### Exercise objective
Nothing but the lines below between the line holding "#[derive(Default)]" and the line holding "pub email_digest: [u8;", inclusive, should appear in the answer, each set down exactly.

==================================================

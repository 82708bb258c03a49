use anchor_lang::prelude::*;

/// Privilege level of a member
#[derive(AnchorSerialize, AnchorDeserialize, Clone, Copy, Debug, Default, PartialEq, Eq)]
pub enum MemberRole {
    #[default]
    Member,
    /// Elevated: bypasses the sponsor activity gate, admin-tier capacity,
    /// optionally exempt from the earnings cap
    Admin,
}

/// A registered storefront participant and its referral attributes
///
/// `sponsor` is the single source of truth for the referral tree; the
/// sponsor's ReferralRoster is a derived index over it.
///
/// PDA Seeds: ["member_v1", owner]
#[account]
#[derive(Default)]
pub struct Member {
    /// Participant wallet (identity handle)
    pub owner: Pubkey,

    /// Sponsor's Member PDA. None only for root members. Never changes.
    pub sponsor: Option<Pubkey>,

    /// Own invitation code, assigned once at creation
    pub referral_code: [u8; 8],

    /// sha256 of the normalized email
    pub email_digest: [u8; 32],

    /// sha256 of the normalized phone (05XXXXXXXXX)
    pub phone_digest: [u8; 32],

    pub role: MemberRole,

    /// Manually controlled: others may register with this member's code
    pub is_referral_code_active: bool,

    /// Derived: total_spend >= activity threshold
    pub has_met_referral_threshold: bool,

    /// Overrides the configured capacity when set and > 0
    pub special_referral_limit: Option<u32>,

    /// Reserved
    pub used_backup_referral: bool,

    /// Orders recorded against this member
    pub order_count: u32,

    /// Direct referrals currently held (mirrors roster length)
    pub referral_count: u32,

    /// Lifetime spend (kuruş)
    pub total_spend: u64,

    /// Lifetime bonus earned (kuruş)
    pub total_earned: u64,

    /// Bonus earned in `earnings_month`
    pub monthly_earned: u64,

    /// Calendar month of `monthly_earned` (year * 12 + month0)
    pub earnings_month: u32,

    /// Bonus realized as store credit (lifetime)
    pub total_realized_earnings: u64,

    pub registered_at: i64,

    pub updated_at: i64,

    /// PDA bump seed
    pub bump: u8,
}

impl Member {
    /// Account size calculation:
    /// - owner: 32 bytes
    /// - sponsor: 33 bytes (Option<Pubkey>)
    /// - referral_code: 8 bytes
    /// - email_digest, phone_digest: 64 bytes
    /// - role + 2 flags: 3 bytes
    /// - special_referral_limit: 5 bytes (Option<u32>)
    /// - used_backup_referral: 1 byte
    /// - order_count, referral_count: 8 bytes
    /// - total_spend, total_earned, monthly_earned: 24 bytes
    /// - earnings_month: 4 bytes
    /// - total_realized_earnings: 8 bytes
    /// - registered_at, updated_at: 16 bytes
    /// - bump: 1 byte
    /// Total: 207 bytes
    pub const LEN: usize = 32 + 33 + 8 + 32 * 2 + 3 + 5 + 1 + 4 * 2 + 8 * 3 + 4 + 8 + 8 * 2 + 1;

    pub fn is_elevated(&self) -> bool {
        self.role == MemberRole::Admin
    }

    /// Active for inviting: manual activation AND spend threshold
    pub fn is_active_sponsor(&self) -> bool {
        self.is_referral_code_active && self.has_met_referral_threshold
    }

    /// May be deleted to free the sponsor's slot.
    /// Members holding referrals or admin rights are never evicted, which
    /// keeps every remaining sponsor reference pointing at a live member.
    pub fn is_evictable(&self) -> bool {
        !self.has_met_referral_threshold
            && self.order_count == 0
            && self.referral_count == 0
            && !self.is_elevated()
    }
}
use anchor_lang::prelude::*;
use crate::constants::*;
use crate::errors::ErrorCode;
use crate::state::*;

// ACCOUNTS - Instruction account validation structs

#[derive(Accounts)]
pub struct InitializeConfig<'info> {
    #[account(
        init,
        payer = authority,
        space = 8 + ReferralConfig::LEN,
        seeds = [REFERRAL_CONFIG_SEED],
        bump
    )]
    pub config: Account<'info, ReferralConfig>,
    #[account(mut)]
    pub authority: Signer<'info>,
    pub system_program: Program<'info, System>,
}

#[derive(Accounts)]
pub struct AdminControl<'info> {
    #[account(
        mut,
        seeds = [REFERRAL_CONFIG_SEED],
        bump = config.bump,
        constraint = authority.key() == config.authority @ ErrorCode::UnauthorizedAccess
    )]
    pub config: Account<'info, ReferralConfig>,
    pub authority: Signer<'info>,
}

/// AcceptAuthority - second step of the authority transfer, signed by the proposed key
#[derive(Accounts)]
pub struct AcceptAuthority<'info> {
    #[account(mut, seeds = [REFERRAL_CONFIG_SEED], bump = config.bump)]
    pub config: Account<'info, ReferralConfig>,
    pub new_authority: Signer<'info>,
}

/// RegisterRootMember - seed member without sponsor (tree root)
///
/// remaining_accounts: referral code candidate PDAs for attempts 0..n
#[derive(Accounts)]
pub struct RegisterRootMember<'info> {
    #[account(
        mut,
        seeds = [REFERRAL_CONFIG_SEED],
        bump = config.bump,
        constraint = authority.key() == config.authority @ ErrorCode::UnauthorizedAccess
    )]
    pub config: Box<Account<'info, ReferralConfig>>,
    #[account(
        init,
        payer = authority,
        space = 8 + Member::LEN,
        seeds = [MEMBER_SEED, owner.key().as_ref()],
        bump
    )]
    pub member: Box<Account<'info, Member>>,
    #[account(
        init,
        payer = authority,
        space = 8 + ReferralRoster::LEN,
        seeds = [ROSTER_SEED, member.key().as_ref()],
        bump
    )]
    pub roster: Box<Account<'info, ReferralRoster>>,
    /// CHECK: Email claim PDA - address derived from the normalized email and verified in the handler
    #[account(mut)]
    pub email_claim: UncheckedAccount<'info>,
    /// CHECK: Phone claim PDA - address derived from the normalized phone and verified in the handler
    #[account(mut)]
    pub phone_claim: UncheckedAccount<'info>,
    /// CHECK: Wallet of the new member, identity handle only
    pub owner: UncheckedAccount<'info>,
    #[account(mut)]
    pub authority: Signer<'info>,
    pub system_program: Program<'info, System>,
}

/// RegisterMember - admission under a sponsor's referral code
///
/// SECURITY NOTES:
/// - sponsor_code: PDA of the normalized code, verified in the handler, and
///   its `member` must be sponsor_member.
/// - evicted_*: present only when the sponsor is full. Unchecked so that a
///   registration racing for an already reclaimed slot reaches the capacity
///   check. The handler proves evicted_member is the oldest evictable
///   referral (roster prefix walk) and that every evicted account belongs
///   to it before closing them.
///
/// remaining_accounts: `code_candidates` referral code candidate PDAs,
/// followed by the Member accounts of the sponsor roster prefix (oldest
/// first) when an eviction is requested.
#[derive(Accounts)]
pub struct RegisterMember<'info> {
    #[account(mut, seeds = [REFERRAL_CONFIG_SEED], bump = config.bump)]
    pub config: Box<Account<'info, ReferralConfig>>,
    #[account(
        init,
        payer = owner,
        space = 8 + Member::LEN,
        seeds = [MEMBER_SEED, owner.key().as_ref()],
        bump
    )]
    pub member: Box<Account<'info, Member>>,
    #[account(
        init,
        payer = owner,
        space = 8 + ReferralRoster::LEN,
        seeds = [ROSTER_SEED, member.key().as_ref()],
        bump
    )]
    pub roster: Box<Account<'info, ReferralRoster>>,
    /// CHECK: Email claim PDA - verified in the handler
    #[account(mut)]
    pub email_claim: UncheckedAccount<'info>,
    /// CHECK: Phone claim PDA - verified in the handler
    #[account(mut)]
    pub phone_claim: UncheckedAccount<'info>,
    /// CHECK: ReferralCode PDA of the code the registrant typed - verified in the handler
    pub sponsor_code: UncheckedAccount<'info>,
    #[account(
        mut,
        seeds = [MEMBER_SEED, sponsor_member.owner.as_ref()],
        bump = sponsor_member.bump
    )]
    pub sponsor_member: Box<Account<'info, Member>>,
    #[account(
        mut,
        seeds = [ROSTER_SEED, sponsor_member.key().as_ref()],
        bump = sponsor_roster.bump
    )]
    pub sponsor_roster: Box<Account<'info, ReferralRoster>>,
    /// CHECK: Member being evicted - loaded and checked against the roster in the handler
    #[account(mut)]
    pub evicted_member: Option<UncheckedAccount<'info>>,
    /// CHECK: ReferralRoster of the evicted member - loaded and checked in the handler
    #[account(mut)]
    pub evicted_roster: Option<UncheckedAccount<'info>>,
    /// CHECK: Email ContactClaim of the evicted member - loaded and checked in the handler
    #[account(mut)]
    pub evicted_email_claim: Option<UncheckedAccount<'info>>,
    /// CHECK: Phone ContactClaim of the evicted member - loaded and checked in the handler
    #[account(mut)]
    pub evicted_phone_claim: Option<UncheckedAccount<'info>>,
    /// CHECK: ReferralCode of the evicted member - loaded and checked in the handler
    #[account(mut)]
    pub evicted_code: Option<UncheckedAccount<'info>>,
    /// CHECK: Receives the rent of the evicted accounts - must equal the evicted member's owner
    #[account(mut)]
    pub evicted_owner: Option<UncheckedAccount<'info>>,
    #[account(mut)]
    pub owner: Signer<'info>,
    pub system_program: Program<'info, System>,
}

/// MemberAdmin - authority-only changes to one member, roster attached for capacity checks
#[derive(Accounts)]
pub struct MemberAdmin<'info> {
    #[account(
        seeds = [REFERRAL_CONFIG_SEED],
        bump = config.bump,
        constraint = authority.key() == config.authority @ ErrorCode::UnauthorizedAccess
    )]
    pub config: Box<Account<'info, ReferralConfig>>,
    #[account(
        mut,
        seeds = [MEMBER_SEED, member.owner.as_ref()],
        bump = member.bump
    )]
    pub member: Box<Account<'info, Member>>,
    #[account(seeds = [ROSTER_SEED, member.key().as_ref()], bump = roster.bump)]
    pub roster: Box<Account<'info, ReferralRoster>>,
    pub authority: Signer<'info>,
}

/// RecordOrder - order store mirrors a completed order
#[derive(Accounts)]
#[instruction(order_ref: [u8; 32])]
pub struct RecordOrder<'info> {
    #[account(
        seeds = [REFERRAL_CONFIG_SEED],
        bump = config.bump,
        constraint = authority.key() == config.authority @ ErrorCode::UnauthorizedAccess
    )]
    pub config: Box<Account<'info, ReferralConfig>>,
    #[account(
        init,
        payer = authority,
        space = 8 + OrderRecord::LEN,
        seeds = [ORDER_SEED, order_ref.as_ref()],
        bump
    )]
    pub order: Box<Account<'info, OrderRecord>>,
    #[account(
        mut,
        seeds = [MEMBER_SEED, buyer.owner.as_ref()],
        bump = buyer.bump
    )]
    pub buyer: Box<Account<'info, Member>>,
    #[account(mut)]
    pub authority: Signer<'info>,
    pub system_program: Program<'info, System>,
}

/// ProcessOrder - permissionless crank, idempotent per order
///
/// sponsor must be the buyer's sponsor (None for root buyers).
/// bonus_entry is the ["bonus_v1", order] PDA, required when a bonus is paid.
#[derive(Accounts)]
pub struct ProcessOrder<'info> {
    #[account(mut, seeds = [REFERRAL_CONFIG_SEED], bump = config.bump)]
    pub config: Box<Account<'info, ReferralConfig>>,
    #[account(
        mut,
        seeds = [ORDER_SEED, order.order_ref.as_ref()],
        bump = order.bump
    )]
    pub order: Box<Account<'info, OrderRecord>>,
    #[account(
        mut,
        seeds = [MEMBER_SEED, buyer.owner.as_ref()],
        bump = buyer.bump,
        constraint = order.buyer == buyer.key() @ ErrorCode::OrderMismatch
    )]
    pub buyer: Box<Account<'info, Member>>,
    #[account(mut)]
    pub sponsor: Option<Box<Account<'info, Member>>>,
    /// CHECK: Bonus ledger PDA - verified and created in the handler
    #[account(mut)]
    pub bonus_entry: Option<UncheckedAccount<'info>>,
    #[account(mut)]
    pub payer: Signer<'info>,
    pub system_program: Program<'info, System>,
}

#[derive(Accounts)]
pub struct ReevaluateMember<'info> {
    #[account(seeds = [REFERRAL_CONFIG_SEED], bump = config.bump)]
    pub config: Box<Account<'info, ReferralConfig>>,
    #[account(
        mut,
        seeds = [MEMBER_SEED, member.owner.as_ref()],
        bump = member.bump
    )]
    pub member: Box<Account<'info, Member>>,
}

/// ResolveSponsorCapacity - read-only capacity view
///
/// remaining_accounts: roster prefix Member accounts, needed only to name
/// a reclaim candidate for a full sponsor.
#[derive(Accounts)]
pub struct ResolveSponsorCapacity<'info> {
    #[account(seeds = [REFERRAL_CONFIG_SEED], bump = config.bump)]
    pub config: Box<Account<'info, ReferralConfig>>,
    #[account(seeds = [MEMBER_SEED, sponsor_member.owner.as_ref()], bump = sponsor_member.bump)]
    pub sponsor_member: Box<Account<'info, Member>>,
    #[account(seeds = [ROSTER_SEED, sponsor_member.key().as_ref()], bump = sponsor_roster.bump)]
    pub sponsor_roster: Box<Account<'info, ReferralRoster>>,
}

// INSTRUCTION ARGUMENTS

#[derive(AnchorSerialize, AnchorDeserialize, Clone, Debug, PartialEq, Eq)]
pub struct RegisterMemberArgs {
    /// Raw email as typed; normalized on-chain
    pub email: String,
    /// Raw phone as typed; normalized on-chain
    pub phone: String,
    /// Sponsor referral code as typed (case-insensitive)
    pub sponsor_code: String,
    pub accepted_terms: bool,
    /// Referral code candidate PDAs at the head of remaining_accounts
    pub code_candidates: u8,
}

#[derive(AnchorSerialize, AnchorDeserialize, Clone, Debug, PartialEq, Eq)]
pub struct RegisterRootMemberArgs {
    pub email: String,
    pub phone: String,
    pub role: MemberRole,
    pub code_candidates: u8,
}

==================================================

### The answer
#[derive(Default)]
pub struct Member {
    /// Participant wallet (identity handle)
    pub owner: Pubkey,

    /// Sponsor's Member PDA. None only for root members. Never changes.
    pub sponsor: Option<Pubkey>,

    /// Own invitation code, assigned once at creation
    pub referral_code: [u8; 8],

    /// sha256 of the normalized email
    pub email_digest: [u8; 32],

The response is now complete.